I read with interest your article (“How lifetime care for each autism sufferer costs £1.3 million”, 10 June) and couldn’t agree more with Carol Povey, director of the National Autistic Society’s Centre for Autism, about early diagnosis.
There are about 850 treatments for autism. Around 11 have some evidential support, but two have substantial, long-term clinical trial results demonstrating their effectiveness, and pivotal response treatment (PRT) is one of them.
It’s arguably the world’s leading behavioural therapy for autistic spectrum disorders, has been in development for decades, has an abundance of research studies to back it up and it’s fun for the children participating.
PRT is so subtle and child-centred, an observer could be forgiven for not seeing any therapy going on, yet the long-term results are so significant.
While it can be helpful at any age, the most impressive statistics relate to young children – 95 per cent of children who begin treatment before three and a half years years old become verbal.
As an autism parent, this is like a ray of light to me and I was delighted when I came across Scottish charity Speur-Ghlan Early Intervention Service – the only specialist centre using PRT in the country. Applying the therapeutic approaches to my son has made a huge difference to his life.

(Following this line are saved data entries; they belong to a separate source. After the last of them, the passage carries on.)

#[cfg(test)]
mod tests {
    use super::*;
    use crate::anomaly::{AnomalyKind, ManualTimers};
    use crate::scenarios::create_scenario;
    use serde_json::json;

    fn engine(scenario: &str, difficulty: Difficulty) -> SimulationEngine {
        let seed = SessionSeed::new(
            "s-1".to_string(),
            "u-1".to_string(),
            difficulty,
            create_scenario(scenario).unwrap(),
        );
        SimulationEngine::new(seed, &SimConfig::default()).unwrap()
    }

    fn started(scenario: &str, difficulty: Difficulty) -> (SimulationEngine, AnomalyInjector) {
        let mut engine = engine(scenario, difficulty);
        engine.start().unwrap();
        let mut injector =
            AnomalyInjector::new("s-1".to_string(), Some(1), Box::new(ManualTimers::default()));
        injector.start_injection(difficulty);
        (engine, injector)
    }

    fn send(
        engine: &mut SimulationEngine,
        injector: &mut AnomalyInjector,
        name: &str,
        payload: Value,
    ) -> CommandOutcome {
        let mut events = Vec::new();
        engine
            .apply_command(injector, name, &payload, &mut events)
            .unwrap()
    }

    fn advance(engine: &mut SimulationEngine, seconds: u64) -> Vec<SessionEvent> {
        let mut events = Vec::new();
        for _ in 0..seconds {
            if engine.status() != SessionStatus::InProgress {
                break;
            }
            engine.tick(1_000, &mut events).unwrap();
        }
        events
    }

    #[test]
    fn test_commands_require_in_progress() {
        let mut engine = engine("leo-orbit-raise", Difficulty::Beginner);
        let mut injector =
            AnomalyInjector::new("s-1".to_string(), Some(1), Box::new(ManualTimers::default()));
        let mut events = Vec::new();

        let err = engine
            .apply_command(&mut injector, "ARM_PROPULSION", &Value::Null, &mut events)
            .unwrap_err();
        assert!(matches!(err, SimError::InvalidSessionState { .. }));

        engine.start().unwrap();
        engine.pause().unwrap();
        let err = engine
            .apply_command(&mut injector, "ARM_PROPULSION", &Value::Null, &mut events)
            .unwrap_err();
        assert!(matches!(
            err,
            SimError::InvalidSessionState {
                status: SessionStatus::Paused,
                ..
            }
        ));
        assert!(engine.tick(1_000, &mut events).is_err());
    }

    #[test]
    fn test_invalid_commands_return_error_status() {
        let (mut engine, mut injector) = started("leo-orbit-raise", Difficulty::Beginner);
        let state_before = engine.session().state.clone();

        let outcome = send(&mut engine, &mut injector, "SELF_DESTRUCT", Value::Null);
        assert_eq!(outcome.result.status, CommandStatus::Error);

        let outcome = send(&mut engine, &mut injector, "EXECUTE_BURN", json!({"deltaVMs": 20}));
        assert_eq!(outcome.result.status, CommandStatus::Error);
        assert!(outcome.result.message.contains("not armed"));

        assert_eq!(engine.session().state, state_before);
        assert_eq!(engine.session().metrics.errors, 2);
        assert_eq!(engine.session().history.len(), 2);
        assert_eq!(engine.session().history[0].command, "SELF_DESTRUCT");
    }

    #[test]
    fn test_repeated_command_has_no_effect() {
        let (mut engine, mut injector) = started("leo-orbit-raise", Difficulty::Beginner);
        let first = send(&mut engine, &mut injector, "ARM_PROPULSION", Value::Null);
        let second = send(&mut engine, &mut injector, "ARM_PROPULSION", Value::Null);
        assert_eq!(first.result.status, CommandStatus::Ok);
        assert_eq!(first.completed_step.as_deref(), Some("arm-propulsion"));
        assert_eq!(second.result.status, CommandStatus::NoEffect);
        assert!(second.completed_step.is_none());
    }

    #[test]
    fn test_full_orbit_raise_completes_with_achievements() {
        let (mut engine, mut injector) = started("leo-orbit-raise", Difficulty::Beginner);

        advance(&mut engine, 20);
        send(&mut engine, &mut injector, "ARM_PROPULSION", Value::Null);
        advance(&mut engine, 20);
        send(
            &mut engine,
            &mut injector,
            "SET_ATTITUDE_MODE",
            json!({"mode": "INERTIAL"}),
        );
        advance(&mut engine, 20);
        let burn = send(&mut engine, &mut injector, "EXECUTE_BURN", json!({"deltaVMs": 20.0}));
        assert_eq!(burn.result.status, CommandStatus::Ok);
        assert!(burn.result.score_delta.is_some());

        advance(&mut engine, 120);
        send(&mut engine, &mut injector, "EXECUTE_BURN", json!({"deltaVMs": 20.0}));
        advance(&mut engine, 30);
        let last = send(&mut engine, &mut injector, "DISARM_PROPULSION", Value::Null);

        assert_eq!(last.status, SessionStatus::Completed);
        let session = engine.session();
        assert!(session.metrics.completed);
        assert!(session.ended_at.is_some());
        assert_eq!(session.metrics.steps_completed, 5);
        assert_eq!(session.state.orbit.periapsis_km, 470.0);
        assert!((session.metrics.delta_v_used_ms - 40.0).abs() < 1e-9);

        let earned: Vec<&str> = engine.earned_achievements().collect();
        for id in ["precision_burn", "hohmann_master", "cool_head", "self_reliant"] {
            assert!(earned.contains(&id), "missing {id}: {earned:?}");
        }

        let score = engine.score();
        assert_eq!(score.coverage, 100.0);
        assert!(score.total >= 80);
    }

    #[test]
    fn test_corrective_resolves_before_command_effects() {
        let (mut engine, mut injector) = started("leo-orbit-raise", Difficulty::Expert);
        let mut events = Vec::new();
        injector
            .inject(AnomalyKind::TransponderLockLoss, &mut engine, &mut events)
            .unwrap();
        assert_eq!(engine.session().state.comms.margin_offset_db, -8.0);

        let outcome = send(&mut engine, &mut injector, "RESET_TRANSPONDER", Value::Null);
        assert_eq!(outcome.result.status, CommandStatus::Ok);
        assert_eq!(outcome.resolved.len(), 1);
        assert_eq!(engine.session().state.comms.margin_offset_db, 0.0);
        assert_eq!(engine.session().metrics.anomalies_resolved, 1);
        assert_eq!(
            engine.session().history.last().unwrap().resolved,
            vec!["transponder_lock_loss".to_string()]
        );
    }

    #[test]
    fn test_resolution_upgrades_no_effect() {
        let (mut engine, mut injector) = started("leo-orbit-raise", Difficulty::Expert);
        send(&mut engine, &mut injector, "SHED_LOAD", Value::Null);

        let mut events = Vec::new();
        injector
            .inject(AnomalyKind::SolarArrayDegradation, &mut engine, &mut events)
            .unwrap();
        let outcome = send(&mut engine, &mut injector, "SHED_LOAD", Value::Null);
        assert_eq!(outcome.result.status, CommandStatus::Ok);
        assert!((engine.session().state.power.solar_multiplier - 1.0).abs() < 1e-12);
    }

    #[test]
    fn test_expired_anomaly_counts_as_violation() {
        let (mut engine, mut injector) = started("leo-orbit-raise", Difficulty::Expert);
        let mut events = Vec::new();
        let anomaly = injector
            .inject(AnomalyKind::ThermalRunaway, &mut engine, &mut events)
            .unwrap();
        injector.on_expiry(&anomaly.id, &mut engine, &mut events);

        let m = &engine.session().metrics;
        assert_eq!(m.anomalies_expired, 1);
        assert_eq!(m.alerts_triggered, 1);
        assert_eq!(m.critical_alerts, 1);
        assert_eq!(engine.session().state.thermal.drift_c_per_s, 0.0);
    }

    #[test]
    fn test_limit_alerts_are_edge_triggered() {
        let (mut engine, _) = started("leo-orbit-raise", Difficulty::Beginner);
        engine.session.state.power.battery_pct = 19.0;

        let events = advance(&mut engine, 5);
        let alerts = events
            .iter()
            .filter(|e| matches!(e, SessionEvent::LimitAlert(a) if a.alert_type == "battery_low"))
            .count();
        assert_eq!(alerts, 1);
        assert_eq!(engine.session().metrics.alerts_triggered, 1);
    }

    #[test]
    fn test_sustained_empty_battery_fails_session() {
        let (mut engine, _) = started("leo-orbit-raise", Difficulty::Beginner);
        engine.session.state.power.battery_pct = 0.5;
        engine.session.state.power.solar_multiplier = 0.0;

        advance(&mut engine, 120);
        assert_eq!(engine.status(), SessionStatus::Failed);
        assert_eq!(
            engine.session().failure_reason.as_deref(),
            Some("battery depleted")
        );
        assert!(!engine.session().metrics.completed);
    }

    #[test]
    fn test_hint_counts_and_returns_step_hint() {
        let (mut engine, mut injector) = started("leo-orbit-raise", Difficulty::Beginner);
        let outcome = send(&mut engine, &mut injector, "REQUEST_HINT", Value::Null);
        assert_eq!(outcome.result.status, CommandStatus::Ok);
        assert!(outcome.result.message.contains("ARM_PROPULSION"));
        assert_eq!(engine.session().metrics.hints_used, 1);
        assert!(outcome.completed_step.is_none());
    }

    #[test]
    fn test_abandon_is_terminal() {
        let (mut engine, _) = started("payload-campaign", Difficulty::Beginner);
        engine.abandon().unwrap();
        assert_eq!(engine.status(), SessionStatus::Abandoned);
        assert!(engine.abandon().is_err());
        assert!(engine.resume().is_err());
    }

    #[test]
    fn test_version_is_monotonic() {
        let (mut engine, mut injector) = started("power-recovery", Difficulty::Beginner);
        let mut last = engine.session().version;
        send(&mut engine, &mut injector, "DEPLOY_SOLAR_ARRAYS", Value::Null);
        assert!(engine.session().version > last);
        last = engine.session().version;
        advance(&mut engine, 1);
        assert!(engine.session().version > last);
    }

    #[test]
    fn test_invalid_scenario_weights_are_rejected() {
        let mut scenario = create_scenario("leo-orbit-raise").unwrap();
        scenario.weights = Some(ScoringWeights {
            coverage: 0.9,
            efficiency: 0.9,
            safety: 0.0,
            timing: 0.0,
        });
        let seed = SessionSeed::new("s".into(), "u".into(), Difficulty::Beginner, scenario);
        assert!(matches!(
            SimulationEngine::new(seed, &SimConfig::default()),
            Err(SimError::InvalidWeights(_))
        ));
    }
}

However, not all parents are fortunate to experience early intervention techniques as by the time their child is diagnosed with autism it is often too late.
We need to improve how we treat the increasing number of people who have autism and related conditions, giving children the help they so desperately need, as early as possible. To turn the adage on its head: where there’s a way, let there be a will.
We have ways to help young people with autism – let’s have the will to use them.